[Assigned task]: One part of the entries below is wanted: the lines from the one containing "filename src/record/page_changes.rs" through the one containing "Replace the bytes". Write those out exactly and nothing else.

Stored data:
= = = =
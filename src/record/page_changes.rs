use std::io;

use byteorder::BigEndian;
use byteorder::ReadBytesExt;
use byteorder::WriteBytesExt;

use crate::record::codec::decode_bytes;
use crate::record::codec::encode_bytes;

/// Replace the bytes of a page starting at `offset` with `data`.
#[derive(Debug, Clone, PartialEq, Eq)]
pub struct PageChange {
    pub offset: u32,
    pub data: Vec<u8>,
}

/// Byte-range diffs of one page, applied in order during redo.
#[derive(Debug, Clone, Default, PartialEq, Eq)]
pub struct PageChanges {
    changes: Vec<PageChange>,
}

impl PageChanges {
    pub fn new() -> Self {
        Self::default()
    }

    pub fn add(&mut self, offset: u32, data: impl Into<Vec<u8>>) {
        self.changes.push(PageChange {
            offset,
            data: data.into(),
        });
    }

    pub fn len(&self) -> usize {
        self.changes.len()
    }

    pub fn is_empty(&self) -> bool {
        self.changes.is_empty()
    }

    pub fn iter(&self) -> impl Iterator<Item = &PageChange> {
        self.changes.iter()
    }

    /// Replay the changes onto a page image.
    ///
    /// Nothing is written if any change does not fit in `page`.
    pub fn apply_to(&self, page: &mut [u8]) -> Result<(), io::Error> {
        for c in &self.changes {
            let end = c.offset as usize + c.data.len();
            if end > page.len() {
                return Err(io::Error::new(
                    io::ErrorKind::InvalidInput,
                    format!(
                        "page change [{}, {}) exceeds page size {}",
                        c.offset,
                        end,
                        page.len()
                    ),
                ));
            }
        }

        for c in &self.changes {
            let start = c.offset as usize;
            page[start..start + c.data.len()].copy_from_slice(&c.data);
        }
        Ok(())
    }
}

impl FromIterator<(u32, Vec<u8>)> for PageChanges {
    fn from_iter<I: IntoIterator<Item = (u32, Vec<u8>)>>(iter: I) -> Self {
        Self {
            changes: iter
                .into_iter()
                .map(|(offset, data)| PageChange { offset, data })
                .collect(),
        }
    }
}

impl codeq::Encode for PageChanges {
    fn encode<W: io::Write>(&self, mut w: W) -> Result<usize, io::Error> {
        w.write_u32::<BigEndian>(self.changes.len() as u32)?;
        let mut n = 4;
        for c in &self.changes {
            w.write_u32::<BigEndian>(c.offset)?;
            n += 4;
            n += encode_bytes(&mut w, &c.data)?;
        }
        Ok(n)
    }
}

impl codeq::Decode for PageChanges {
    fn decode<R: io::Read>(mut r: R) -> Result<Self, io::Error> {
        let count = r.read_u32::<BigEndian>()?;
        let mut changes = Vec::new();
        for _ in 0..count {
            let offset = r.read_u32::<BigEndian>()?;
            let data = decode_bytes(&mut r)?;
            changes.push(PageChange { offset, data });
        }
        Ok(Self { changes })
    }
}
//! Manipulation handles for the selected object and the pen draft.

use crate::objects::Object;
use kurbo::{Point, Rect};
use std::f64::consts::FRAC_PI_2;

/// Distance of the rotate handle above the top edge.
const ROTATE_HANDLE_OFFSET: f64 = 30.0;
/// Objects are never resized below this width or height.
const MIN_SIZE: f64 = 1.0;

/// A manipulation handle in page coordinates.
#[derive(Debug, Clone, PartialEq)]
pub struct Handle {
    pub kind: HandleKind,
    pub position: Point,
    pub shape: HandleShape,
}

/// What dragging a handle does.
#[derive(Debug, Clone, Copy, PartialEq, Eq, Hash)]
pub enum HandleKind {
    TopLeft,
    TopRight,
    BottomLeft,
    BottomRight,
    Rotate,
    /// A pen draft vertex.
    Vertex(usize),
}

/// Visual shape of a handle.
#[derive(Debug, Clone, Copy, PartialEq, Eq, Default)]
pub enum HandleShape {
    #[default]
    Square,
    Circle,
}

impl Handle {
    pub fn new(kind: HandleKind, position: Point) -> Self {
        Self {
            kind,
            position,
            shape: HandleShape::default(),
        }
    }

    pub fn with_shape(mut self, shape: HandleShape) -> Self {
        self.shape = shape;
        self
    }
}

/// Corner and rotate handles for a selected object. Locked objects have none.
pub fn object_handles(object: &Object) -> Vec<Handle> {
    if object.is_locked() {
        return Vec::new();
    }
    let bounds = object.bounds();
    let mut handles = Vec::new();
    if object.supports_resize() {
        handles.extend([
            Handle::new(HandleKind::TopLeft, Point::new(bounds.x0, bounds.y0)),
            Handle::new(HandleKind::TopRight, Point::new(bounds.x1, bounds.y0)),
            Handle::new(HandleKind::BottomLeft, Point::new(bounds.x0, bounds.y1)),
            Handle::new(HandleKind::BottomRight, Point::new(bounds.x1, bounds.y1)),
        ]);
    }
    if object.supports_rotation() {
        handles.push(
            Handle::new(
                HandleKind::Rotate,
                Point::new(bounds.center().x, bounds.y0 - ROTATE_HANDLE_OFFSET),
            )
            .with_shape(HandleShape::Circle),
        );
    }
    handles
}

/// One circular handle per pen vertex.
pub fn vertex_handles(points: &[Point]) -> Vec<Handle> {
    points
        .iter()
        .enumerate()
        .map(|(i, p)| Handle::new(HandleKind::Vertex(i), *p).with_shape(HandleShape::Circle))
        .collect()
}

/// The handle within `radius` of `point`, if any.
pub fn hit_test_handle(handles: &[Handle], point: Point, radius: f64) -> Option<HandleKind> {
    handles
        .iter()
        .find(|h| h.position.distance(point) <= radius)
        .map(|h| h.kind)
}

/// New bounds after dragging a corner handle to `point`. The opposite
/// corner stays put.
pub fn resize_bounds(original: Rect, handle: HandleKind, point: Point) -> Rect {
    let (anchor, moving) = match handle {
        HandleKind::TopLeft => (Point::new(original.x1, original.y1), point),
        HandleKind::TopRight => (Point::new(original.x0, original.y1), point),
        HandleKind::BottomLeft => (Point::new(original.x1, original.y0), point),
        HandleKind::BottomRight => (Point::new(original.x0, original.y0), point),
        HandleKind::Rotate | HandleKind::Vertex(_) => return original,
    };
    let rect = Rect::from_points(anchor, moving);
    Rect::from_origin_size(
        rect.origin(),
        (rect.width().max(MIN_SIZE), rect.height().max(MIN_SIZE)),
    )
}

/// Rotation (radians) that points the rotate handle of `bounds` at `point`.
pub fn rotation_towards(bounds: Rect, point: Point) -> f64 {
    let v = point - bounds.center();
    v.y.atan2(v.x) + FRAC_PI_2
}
= = = =
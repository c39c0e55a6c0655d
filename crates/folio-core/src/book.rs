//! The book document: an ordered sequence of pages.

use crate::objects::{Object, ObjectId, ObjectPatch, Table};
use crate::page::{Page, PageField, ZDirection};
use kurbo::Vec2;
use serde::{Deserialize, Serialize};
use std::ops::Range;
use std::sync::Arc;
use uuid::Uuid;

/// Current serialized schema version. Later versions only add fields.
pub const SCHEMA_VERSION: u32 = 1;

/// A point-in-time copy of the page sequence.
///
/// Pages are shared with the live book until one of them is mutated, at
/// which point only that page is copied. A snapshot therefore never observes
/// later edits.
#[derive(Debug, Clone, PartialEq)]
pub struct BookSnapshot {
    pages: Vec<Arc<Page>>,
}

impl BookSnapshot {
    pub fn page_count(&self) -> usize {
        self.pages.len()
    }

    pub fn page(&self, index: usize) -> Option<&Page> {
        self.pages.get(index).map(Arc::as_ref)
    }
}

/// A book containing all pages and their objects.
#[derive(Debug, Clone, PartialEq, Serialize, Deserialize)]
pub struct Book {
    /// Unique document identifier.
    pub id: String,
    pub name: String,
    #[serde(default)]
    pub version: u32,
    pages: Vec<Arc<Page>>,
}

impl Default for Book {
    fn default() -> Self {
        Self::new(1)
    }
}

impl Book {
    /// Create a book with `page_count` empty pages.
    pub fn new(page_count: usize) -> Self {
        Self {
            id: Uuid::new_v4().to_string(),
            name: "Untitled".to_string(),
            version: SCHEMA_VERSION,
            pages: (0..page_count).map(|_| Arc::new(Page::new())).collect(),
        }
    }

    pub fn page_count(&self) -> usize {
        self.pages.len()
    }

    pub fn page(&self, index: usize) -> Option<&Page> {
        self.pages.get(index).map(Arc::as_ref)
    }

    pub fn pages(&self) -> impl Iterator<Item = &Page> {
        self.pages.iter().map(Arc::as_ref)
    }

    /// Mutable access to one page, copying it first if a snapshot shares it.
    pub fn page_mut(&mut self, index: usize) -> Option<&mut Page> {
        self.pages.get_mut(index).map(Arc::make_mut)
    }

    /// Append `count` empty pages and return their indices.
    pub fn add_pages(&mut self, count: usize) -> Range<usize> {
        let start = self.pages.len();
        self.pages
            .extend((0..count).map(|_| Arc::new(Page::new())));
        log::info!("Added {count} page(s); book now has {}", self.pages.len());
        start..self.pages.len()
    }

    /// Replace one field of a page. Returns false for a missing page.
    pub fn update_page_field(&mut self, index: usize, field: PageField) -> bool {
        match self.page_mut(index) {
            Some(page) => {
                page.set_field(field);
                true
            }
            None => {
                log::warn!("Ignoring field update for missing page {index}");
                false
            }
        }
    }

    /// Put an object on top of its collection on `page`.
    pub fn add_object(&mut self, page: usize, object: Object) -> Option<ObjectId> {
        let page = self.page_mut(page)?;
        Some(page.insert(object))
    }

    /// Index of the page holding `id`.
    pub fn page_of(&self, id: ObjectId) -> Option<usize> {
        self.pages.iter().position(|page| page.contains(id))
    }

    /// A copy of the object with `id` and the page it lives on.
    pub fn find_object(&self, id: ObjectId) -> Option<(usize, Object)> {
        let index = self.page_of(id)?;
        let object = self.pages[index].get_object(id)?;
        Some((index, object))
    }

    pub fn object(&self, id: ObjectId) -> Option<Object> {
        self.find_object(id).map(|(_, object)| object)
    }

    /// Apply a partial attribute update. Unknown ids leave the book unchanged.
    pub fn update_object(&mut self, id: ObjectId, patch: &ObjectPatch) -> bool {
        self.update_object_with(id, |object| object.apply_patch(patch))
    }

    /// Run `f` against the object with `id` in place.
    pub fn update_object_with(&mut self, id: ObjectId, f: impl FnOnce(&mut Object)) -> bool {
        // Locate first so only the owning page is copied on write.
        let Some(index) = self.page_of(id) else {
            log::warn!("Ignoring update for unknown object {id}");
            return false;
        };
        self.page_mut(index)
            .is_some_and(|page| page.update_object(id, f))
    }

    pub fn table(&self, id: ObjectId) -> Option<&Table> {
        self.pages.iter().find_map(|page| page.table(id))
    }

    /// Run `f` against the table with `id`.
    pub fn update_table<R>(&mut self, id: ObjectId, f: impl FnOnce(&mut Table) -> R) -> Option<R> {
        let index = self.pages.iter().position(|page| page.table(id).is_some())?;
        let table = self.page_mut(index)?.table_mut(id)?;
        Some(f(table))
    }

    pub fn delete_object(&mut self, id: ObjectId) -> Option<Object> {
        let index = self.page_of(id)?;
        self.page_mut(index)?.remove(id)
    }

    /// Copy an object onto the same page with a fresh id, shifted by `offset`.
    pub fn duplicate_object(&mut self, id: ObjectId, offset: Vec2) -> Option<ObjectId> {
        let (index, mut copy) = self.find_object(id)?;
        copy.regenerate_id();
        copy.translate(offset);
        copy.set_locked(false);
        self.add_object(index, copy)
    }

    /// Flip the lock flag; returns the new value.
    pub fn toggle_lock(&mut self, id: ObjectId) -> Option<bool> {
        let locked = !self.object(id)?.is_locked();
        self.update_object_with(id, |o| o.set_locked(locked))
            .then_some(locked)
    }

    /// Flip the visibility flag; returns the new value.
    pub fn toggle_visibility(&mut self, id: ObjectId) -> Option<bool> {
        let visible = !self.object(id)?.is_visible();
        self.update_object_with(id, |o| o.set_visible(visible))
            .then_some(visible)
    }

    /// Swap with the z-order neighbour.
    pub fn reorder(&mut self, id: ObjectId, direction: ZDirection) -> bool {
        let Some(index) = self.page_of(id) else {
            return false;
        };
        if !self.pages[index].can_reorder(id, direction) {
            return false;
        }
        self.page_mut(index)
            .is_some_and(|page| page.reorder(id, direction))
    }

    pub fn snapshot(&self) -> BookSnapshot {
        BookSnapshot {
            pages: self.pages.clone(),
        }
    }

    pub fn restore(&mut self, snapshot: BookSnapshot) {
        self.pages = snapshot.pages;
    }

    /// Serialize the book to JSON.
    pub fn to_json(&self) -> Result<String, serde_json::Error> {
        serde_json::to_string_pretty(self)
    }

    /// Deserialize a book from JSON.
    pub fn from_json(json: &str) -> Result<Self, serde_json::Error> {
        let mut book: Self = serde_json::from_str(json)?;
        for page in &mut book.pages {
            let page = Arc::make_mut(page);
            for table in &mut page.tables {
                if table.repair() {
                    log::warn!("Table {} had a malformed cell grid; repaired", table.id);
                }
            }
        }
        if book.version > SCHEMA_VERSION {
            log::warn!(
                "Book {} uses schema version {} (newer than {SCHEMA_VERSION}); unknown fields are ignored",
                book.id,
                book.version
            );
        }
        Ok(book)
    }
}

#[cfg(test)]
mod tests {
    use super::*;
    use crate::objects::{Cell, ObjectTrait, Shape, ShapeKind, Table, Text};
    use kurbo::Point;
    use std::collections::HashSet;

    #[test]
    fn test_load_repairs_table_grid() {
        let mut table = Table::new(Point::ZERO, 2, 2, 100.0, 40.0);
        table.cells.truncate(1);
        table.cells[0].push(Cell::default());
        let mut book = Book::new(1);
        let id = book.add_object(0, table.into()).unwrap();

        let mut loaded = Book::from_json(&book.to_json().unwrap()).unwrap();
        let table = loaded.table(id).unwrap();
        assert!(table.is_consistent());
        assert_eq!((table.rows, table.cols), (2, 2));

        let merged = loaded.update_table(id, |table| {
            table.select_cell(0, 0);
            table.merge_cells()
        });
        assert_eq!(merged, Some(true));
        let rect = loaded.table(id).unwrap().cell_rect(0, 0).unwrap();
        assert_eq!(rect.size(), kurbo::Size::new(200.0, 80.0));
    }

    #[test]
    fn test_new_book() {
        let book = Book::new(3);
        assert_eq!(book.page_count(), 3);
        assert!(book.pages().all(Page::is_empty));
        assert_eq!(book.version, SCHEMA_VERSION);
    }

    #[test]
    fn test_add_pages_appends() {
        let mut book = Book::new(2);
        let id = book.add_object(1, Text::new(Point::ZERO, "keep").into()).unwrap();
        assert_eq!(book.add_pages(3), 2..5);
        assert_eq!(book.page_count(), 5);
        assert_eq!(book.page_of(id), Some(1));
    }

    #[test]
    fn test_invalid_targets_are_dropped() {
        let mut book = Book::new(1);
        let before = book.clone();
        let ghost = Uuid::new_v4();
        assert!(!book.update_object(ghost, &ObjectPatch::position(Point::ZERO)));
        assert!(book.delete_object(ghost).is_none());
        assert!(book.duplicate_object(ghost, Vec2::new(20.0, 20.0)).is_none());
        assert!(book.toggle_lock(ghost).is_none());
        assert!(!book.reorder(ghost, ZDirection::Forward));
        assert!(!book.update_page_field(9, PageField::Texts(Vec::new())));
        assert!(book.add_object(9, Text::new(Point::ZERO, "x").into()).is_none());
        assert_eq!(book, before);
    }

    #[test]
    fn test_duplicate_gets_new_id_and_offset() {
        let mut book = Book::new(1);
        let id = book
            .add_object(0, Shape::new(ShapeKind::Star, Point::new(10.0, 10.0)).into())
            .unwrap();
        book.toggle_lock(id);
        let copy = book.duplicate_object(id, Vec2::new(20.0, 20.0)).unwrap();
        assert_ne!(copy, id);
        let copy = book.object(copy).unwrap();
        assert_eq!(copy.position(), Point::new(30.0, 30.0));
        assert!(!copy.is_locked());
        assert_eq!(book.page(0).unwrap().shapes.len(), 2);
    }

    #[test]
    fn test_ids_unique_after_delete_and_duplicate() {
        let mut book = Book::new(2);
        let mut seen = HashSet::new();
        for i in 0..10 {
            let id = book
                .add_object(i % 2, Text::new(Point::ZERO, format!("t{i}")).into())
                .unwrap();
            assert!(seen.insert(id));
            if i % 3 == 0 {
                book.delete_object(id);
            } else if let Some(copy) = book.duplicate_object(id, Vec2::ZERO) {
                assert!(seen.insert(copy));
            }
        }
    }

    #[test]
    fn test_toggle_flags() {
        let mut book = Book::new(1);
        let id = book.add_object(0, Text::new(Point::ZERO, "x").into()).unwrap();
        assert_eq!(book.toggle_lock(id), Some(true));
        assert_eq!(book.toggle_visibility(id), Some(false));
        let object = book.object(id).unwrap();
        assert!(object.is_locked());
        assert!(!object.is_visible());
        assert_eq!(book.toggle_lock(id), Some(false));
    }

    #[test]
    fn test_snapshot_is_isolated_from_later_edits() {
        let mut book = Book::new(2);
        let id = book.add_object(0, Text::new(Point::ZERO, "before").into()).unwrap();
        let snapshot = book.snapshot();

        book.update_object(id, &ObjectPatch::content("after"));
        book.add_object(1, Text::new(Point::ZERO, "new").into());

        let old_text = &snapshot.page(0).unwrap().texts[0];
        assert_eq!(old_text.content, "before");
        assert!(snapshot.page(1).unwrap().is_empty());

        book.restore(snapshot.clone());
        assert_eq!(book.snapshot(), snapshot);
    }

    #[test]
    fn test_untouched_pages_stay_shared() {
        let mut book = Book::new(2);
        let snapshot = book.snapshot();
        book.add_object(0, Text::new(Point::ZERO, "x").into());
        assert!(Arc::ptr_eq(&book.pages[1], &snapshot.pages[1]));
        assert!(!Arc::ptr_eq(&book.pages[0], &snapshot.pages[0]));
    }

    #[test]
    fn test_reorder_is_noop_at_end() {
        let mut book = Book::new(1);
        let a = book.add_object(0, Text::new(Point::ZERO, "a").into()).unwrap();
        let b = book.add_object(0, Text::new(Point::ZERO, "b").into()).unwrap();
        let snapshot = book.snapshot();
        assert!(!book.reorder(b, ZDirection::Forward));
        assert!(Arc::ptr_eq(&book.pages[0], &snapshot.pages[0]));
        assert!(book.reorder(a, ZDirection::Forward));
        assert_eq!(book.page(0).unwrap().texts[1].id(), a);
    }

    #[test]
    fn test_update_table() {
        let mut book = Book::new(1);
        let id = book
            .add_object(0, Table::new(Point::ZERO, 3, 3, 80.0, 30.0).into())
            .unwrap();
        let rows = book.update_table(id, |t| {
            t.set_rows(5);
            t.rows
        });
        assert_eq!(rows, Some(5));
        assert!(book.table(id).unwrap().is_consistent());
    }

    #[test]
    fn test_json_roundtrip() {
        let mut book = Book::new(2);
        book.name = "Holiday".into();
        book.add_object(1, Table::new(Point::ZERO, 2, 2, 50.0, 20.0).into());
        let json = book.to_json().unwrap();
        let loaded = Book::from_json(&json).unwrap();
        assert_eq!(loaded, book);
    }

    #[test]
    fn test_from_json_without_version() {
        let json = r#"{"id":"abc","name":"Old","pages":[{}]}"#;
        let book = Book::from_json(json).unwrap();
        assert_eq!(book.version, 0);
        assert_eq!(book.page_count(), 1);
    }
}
= = = =
[Reply to the exercise]:
filename src/record/page_changes.rs
use std::io;

use byteorder::BigEndian;
use byteorder::ReadBytesExt;
use byteorder::WriteBytesExt;

use crate::record::codec::decode_bytes;
use crate::record::codec::encode_bytes;

/// Replace the bytes of a page starting at `offset` with `data`.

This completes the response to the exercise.